South Korean actress (born 1993)

Kim Ju-yeon (born May 11, 1993) is a South Korean musical, stage and television actress. She is best known for her role in Netflix original series Move to Heaven (2021) and Hometown Cha-Cha-Cha (2021).

== Early years ==
Kim Ju-yeon was born on May 11, 1993, in Jeju Province, South Korea, the youngest of three daughters. Growing up in Jeju, she had limited exposure to theater or musical performances. Her life path shifted when she met art teacher Ko Seong-woo during her third-grade year of elementary school. Kim played a male role in her school's team for the national folk song competition, and their performance won the grand prize. This experience significantly contributed to gradually transforming her shy personality.

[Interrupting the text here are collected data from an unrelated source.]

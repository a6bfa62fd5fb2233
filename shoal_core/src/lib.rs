//! Metadata layer for the Shoal BitTorrent client.
//!
//! This library decodes `.torrent` files into a [`Torrent`] descriptor and
//! provides the piece geometry the download engine is built on.

pub mod bencoding;
pub mod geometry;

use bencoding::{Bencode, BencodeError, InfoSliceError, decode, find_info_slice, info_hash};
pub use geometry::{piece_count, piece_size};
use std::path::{Component, Path, PathBuf};
use thiserror::Error;

/// Errors raised while reading or validating torrent metadata.
#[derive(Debug, Error)]
pub enum MetainfoError {
    #[error("failed to read torrent file: {0}")]
    Io(#[from] std::io::Error),

    #[error("malformed bencode: {0}")]
    Bencode(#[from] BencodeError),

    #[error("cannot locate info dictionary: {0}")]
    InfoSlice(#[from] InfoSliceError),

    #[error("missing or invalid field `{0}`")]
    Field(&'static str),

    #[error("pieces field length {0} is not a multiple of 20")]
    PiecesLength(usize),

    #[error("expected {expected} piece hashes for {total_length} bytes, found {found}")]
    PieceCountMismatch {
        expected: usize,
        found: usize,
        total_length: u64,
    },

    #[error("unsafe file path {0:?}")]
    UnsafePath(Vec<String>),
}

/// Information about a single file in a multi-file torrent.
#[derive(Debug, Clone, PartialEq, Eq)]
pub struct FileInfo {
    /// The length of the file in bytes.
    pub length: u64,
    /// The path components of the file.
    pub path: Vec<String>,
}

/// A file of the content, relative to the download directory, in declared order.
#[derive(Debug, Clone, PartialEq, Eq)]
pub struct FileEntry {
    pub path: PathBuf,
    pub length: u64,
}

/// Represents the metadata of a torrent.
#[derive(Debug, Clone)]
pub struct Torrent {
    /// The URL of the tracker.
    pub announce: String,
    /// Optional list of backup trackers (tier-based).
    pub announce_list: Option<Vec<Vec<String>>>,
    /// The SHA-1 hash of the info dictionary.
    pub info_hash: [u8; 20],
    /// The length of a single piece in bytes.
    pub piece_length: u64,
    /// The list of SHA-1 hashes for each piece.
    pub pieces: Vec<[u8; 20]>,
    /// The name of the file or directory.
    pub name: String,
    /// Total length of the file (single-file mode).
    pub length: Option<u64>,
    /// List of files (multi-file mode).
    pub files: Option<Vec<FileInfo>>,
}

impl Torrent {
    /// Total content length across all files.
    pub fn total_length(&self) -> u64 {
        match (&self.length, &self.files) {
            (Some(len), _) => *len,
            (None, Some(files)) => files.iter().map(|f| f.length).sum(),
            (None, None) => 0,
        }
    }

    pub fn piece_count(&self) -> usize {
        self.pieces.len()
    }

    /// Byte length of piece `index`; only the last piece may be short.
    pub fn piece_size(&self, index: usize) -> u64 {
        piece_size(self.piece_length, self.total_length(), index)
    }

    /// The file layout as a flat list, in the order the content is addressed.
    ///
    /// A single-file torrent yields one entry named after the torrent; a
    /// multi-file torrent yields `name/<path...>` for each file.
    pub fn files(&self) -> Vec<FileEntry> {
        match &self.files {
            Some(files) if self.length.is_none() => files
                .iter()
                .map(|f| FileEntry {
                    path: f.path.iter().fold(PathBuf::from(&self.name), |p, c| p.join(c)),
                    length: f.length,
                })
                .collect(),
            _ => vec![FileEntry {
                path: PathBuf::from(&self.name),
                length: self.total_length(),
            }],
        }
    }

    /// Checks the descriptor is internally consistent and safe to write to disk.
    pub fn validate(&self) -> Result<(), MetainfoError> {
        if self.piece_length == 0 {
            return Err(MetainfoError::Field("piece length"));
        }
        let expected = piece_count(self.piece_length, self.total_length());
        if expected != self.pieces.len() {
            return Err(MetainfoError::PieceCountMismatch {
                expected,
                found: self.pieces.len(),
                total_length: self.total_length(),
            });
        }
        if !is_safe_component(&self.name) {
            return Err(MetainfoError::UnsafePath(vec![self.name.clone()]));
        }
        if let Some(files) = &self.files {
            for f in files {
                if f.path.is_empty() || !f.path.iter().all(|c| is_safe_component(c)) {
                    return Err(MetainfoError::UnsafePath(f.path.clone()));
                }
            }
        }
        Ok(())
    }
}

fn is_safe_component(component: &str) -> bool {
    let mut components = Path::new(component).components();
    matches!(
        (components.next(), components.next()),
        (Some(Component::Normal(_)), None)
    )
}

/// Parses a `.torrent` file from the disk.
pub fn parse_torrent(path: impl AsRef<Path>) -> Result<Torrent, MetainfoError> {
    let buf = std::fs::read(path)?;
    parse_torrent_from_bytes(&buf)
}

/// Parses a torrent from a byte slice.
///
/// # Arguments
///
/// * `buf` - The byte slice containing the bencoded torrent data.
pub fn parse_torrent_from_bytes(buf: &[u8]) -> Result<Torrent, MetainfoError> {
    let root = decode(buf)?;
    let hash = info_hash(find_info_slice(buf)?);

    let announce = root
        .get(b"announce")
        .and_then(Bencode::as_str_lossy)
        .unwrap_or_default();

    let announce_list = root.get(b"announce-list").and_then(Bencode::as_list).map(|tiers| {
        tiers
            .iter()
            .filter_map(Bencode::as_list)
            .map(|urls| urls.iter().filter_map(Bencode::as_str_lossy).collect::<Vec<_>>())
            .filter(|tier| !tier.is_empty())
            .collect::<Vec<_>>()
    });
    let announce_list = announce_list.filter(|tiers| !tiers.is_empty());

    let info = root.get(b"info").ok_or(MetainfoError::Field("info"))?;
    if info.as_dict().is_none() {
        return Err(MetainfoError::Field("info"));
    }

    let name = info
        .get(b"name")
        .and_then(Bencode::as_str_lossy)
        .ok_or(MetainfoError::Field("name"))?;

    let piece_length = info
        .get(b"piece length")
        .and_then(Bencode::as_int)
        .filter(|&i| i > 0)
        .ok_or(MetainfoError::Field("piece length"))? as u64;

    let pieces_bytes = info
        .get(b"pieces")
        .and_then(Bencode::as_bytes)
        .ok_or(MetainfoError::Field("pieces"))?;
    if pieces_bytes.len() % 20 != 0 {
        return Err(MetainfoError::PiecesLength(pieces_bytes.len()));
    }
    let pieces = pieces_bytes
        .chunks_exact(20)
        .map(|chunk| {
            let mut hash = [0u8; 20];
            hash.copy_from_slice(chunk);
            hash
        })
        .collect();

    let length = match info.get(b"length") {
        Some(value) => Some(
            value
                .as_int()
                .filter(|&i| i >= 0)
                .ok_or(MetainfoError::Field("length"))? as u64,
        ),
        None => None,
    };

    let files = match info.get(b"files").map(Bencode::as_list) {
        Some(Some(list)) => Some(
            list.iter()
                .map(parse_file_entry)
                .collect::<Result<Vec<_>, _>>()?,
        ),
        Some(None) => return Err(MetainfoError::Field("files")),
        None => None,
    };

    if length.is_none() && files.is_none() {
        return Err(MetainfoError::Field("length"));
    }

    Ok(Torrent {
        announce,
        announce_list,
        info_hash: hash,
        piece_length,
        pieces,
        name,
        length,
        files,
    })
}

fn parse_file_entry(entry: &Bencode) -> Result<FileInfo, MetainfoError> {
    let length = entry
        .get(b"length")
        .and_then(Bencode::as_int)
        .filter(|&i| i >= 0)
        .ok_or(MetainfoError::Field("files.length"))? as u64;
    let path = entry
        .get(b"path")
        .and_then(Bencode::as_list)
        .ok_or(MetainfoError::Field("files.path"))?
        .iter()
        .map(|c| c.as_str_lossy().ok_or(MetainfoError::Field("files.path")))
        .collect::<Result<Vec<_>, _>>()?;
    Ok(FileInfo { length, path })
}

#[cfg(test)]
mod tests {
    use super::*;

    fn create_dummy_torrent() -> Vec<u8> {
        let mut t = concat!(
            "d8:announce15:http://track.er4:infod6:lengthi12345e",
            "4:name8:testfile12:piece lengthi16384e6:pieces20:"
        )
        .as_bytes()
        .to_vec();
        t.extend_from_slice(&[b'X'; 20]);
        t.extend_from_slice(b"ee");
        t
    }

    fn create_multi_file_torrent() -> Vec<u8> {
        let mut t = concat!(
            "d4:infod5:filesld6:lengthi10e4:pathl1:a5:b.txteed6:lengthi6e4:pathl5:c.bineee",
            "4:name3:dir12:piece lengthi8e6:pieces40:"
        )
        .as_bytes()
        .to_vec();
        t.extend_from_slice(&[b'Y'; 40]);
        t.extend_from_slice(b"ee");
        t
    }

    #[test]
    fn test_parse_simple_torrent() {
        let buf = create_dummy_torrent();
        let t = parse_torrent_from_bytes(&buf).expect("Should parse");
        assert_eq!(t.announce, "http://track.er");
        assert_eq!(t.name, "testfile");
        assert_eq!(t.length, Some(12345));
        assert_eq!(t.piece_length, 16384);
        assert_eq!(t.pieces.len(), 1);
        assert!(t.files.is_none());
        t.validate().expect("consistent descriptor");
    }

    #[test]
    fn test_info_hash_covers_raw_info_bytes() {
        let buf = create_dummy_torrent();
        let t = parse_torrent_from_bytes(&buf).unwrap();
        let start = buf.windows(6).position(|w| w == b"4:info").unwrap() + 6;
        let raw_info = &buf[start..buf.len() - 1];
        assert_eq!(t.info_hash, info_hash(raw_info));
    }

    #[test]
    fn test_parse_multi_file_torrent() {
        let buf = create_multi_file_torrent();
        let t = parse_torrent_from_bytes(&buf).unwrap();
        assert_eq!(t.total_length(), 16);
        assert_eq!(t.piece_count(), 2);
        assert_eq!(
            t.files(),
            vec![
                FileEntry {
                    path: PathBuf::from("dir").join("a").join("b.txt"),
                    length: 10
                },
                FileEntry {
                    path: PathBuf::from("dir").join("c.bin"),
                    length: 6
                },
            ]
        );
        t.validate().unwrap();
    }

    #[test]
    fn test_parse_invalid_torrent() {
        assert!(parse_torrent_from_bytes(b"invalid").is_err());
        assert!(matches!(
            parse_torrent_from_bytes(b"d4:infod4:name1:xee"),
            Err(MetainfoError::Field("piece length"))
        ));
    }

    #[test]
    fn test_validate_rejects_piece_count_mismatch() {
        let mut t = parse_torrent_from_bytes(&create_dummy_torrent()).unwrap();
        t.pieces.push([0u8; 20]);
        assert!(matches!(
            t.validate(),
            Err(MetainfoError::PieceCountMismatch {
                expected: 1,
                found: 2,
                ..
            })
        ));
    }

    #[test]
    fn test_validate_rejects_traversal() {
        let mut t = parse_torrent_from_bytes(&create_multi_file_torrent()).unwrap();
        t.files = Some(vec![FileInfo {
            length: 16,
            path: vec!["..".to_string(), "etc".to_string()],
        }]);
        assert!(matches!(t.validate(), Err(MetainfoError::UnsafePath(_))));

        t.files = None;
        t.length = Some(16);
        t.name = "/abs".to_string();
        assert!(matches!(t.validate(), Err(MetainfoError::UnsafePath(_))));
    }
}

Kim developed a keen interest in music after becoming a fan of the indie band Jaurim. She began taking singing lessons from a former professor at Seoul Institute of The Arts. Based on the professor's recommendation, she enrolled at Anyang Arts High School, where she became a member of the school's musical club. Her first acting experience was participating in the school's production of the musical Beauty and The Beast. After completing high school, Kim relocated to Seoul and pursued a degree in the Department of Theater and Film at Dongguk University.

== Career ==

=== Debut and early careers ===
Kim's career beginnings can be attributed to her student-mentor relationship with producer Kim Soo-ro, who was her acting professor at Dongguk University. In the autumn of 2015, Kim debuted as a theater actress, playing Yoo Hwa-yi, the female lead in Jang Jin's play Taxi Driver. This 12th production of Taxi Driver was a collaboration between Jang Jin and producer Kim Soo-ro as part of Kim Soo-ro's Project. Subsequently, Kim became a member of Double K Film and Theater agency, which was established by Kim Soo-ro and Kim Min-jong.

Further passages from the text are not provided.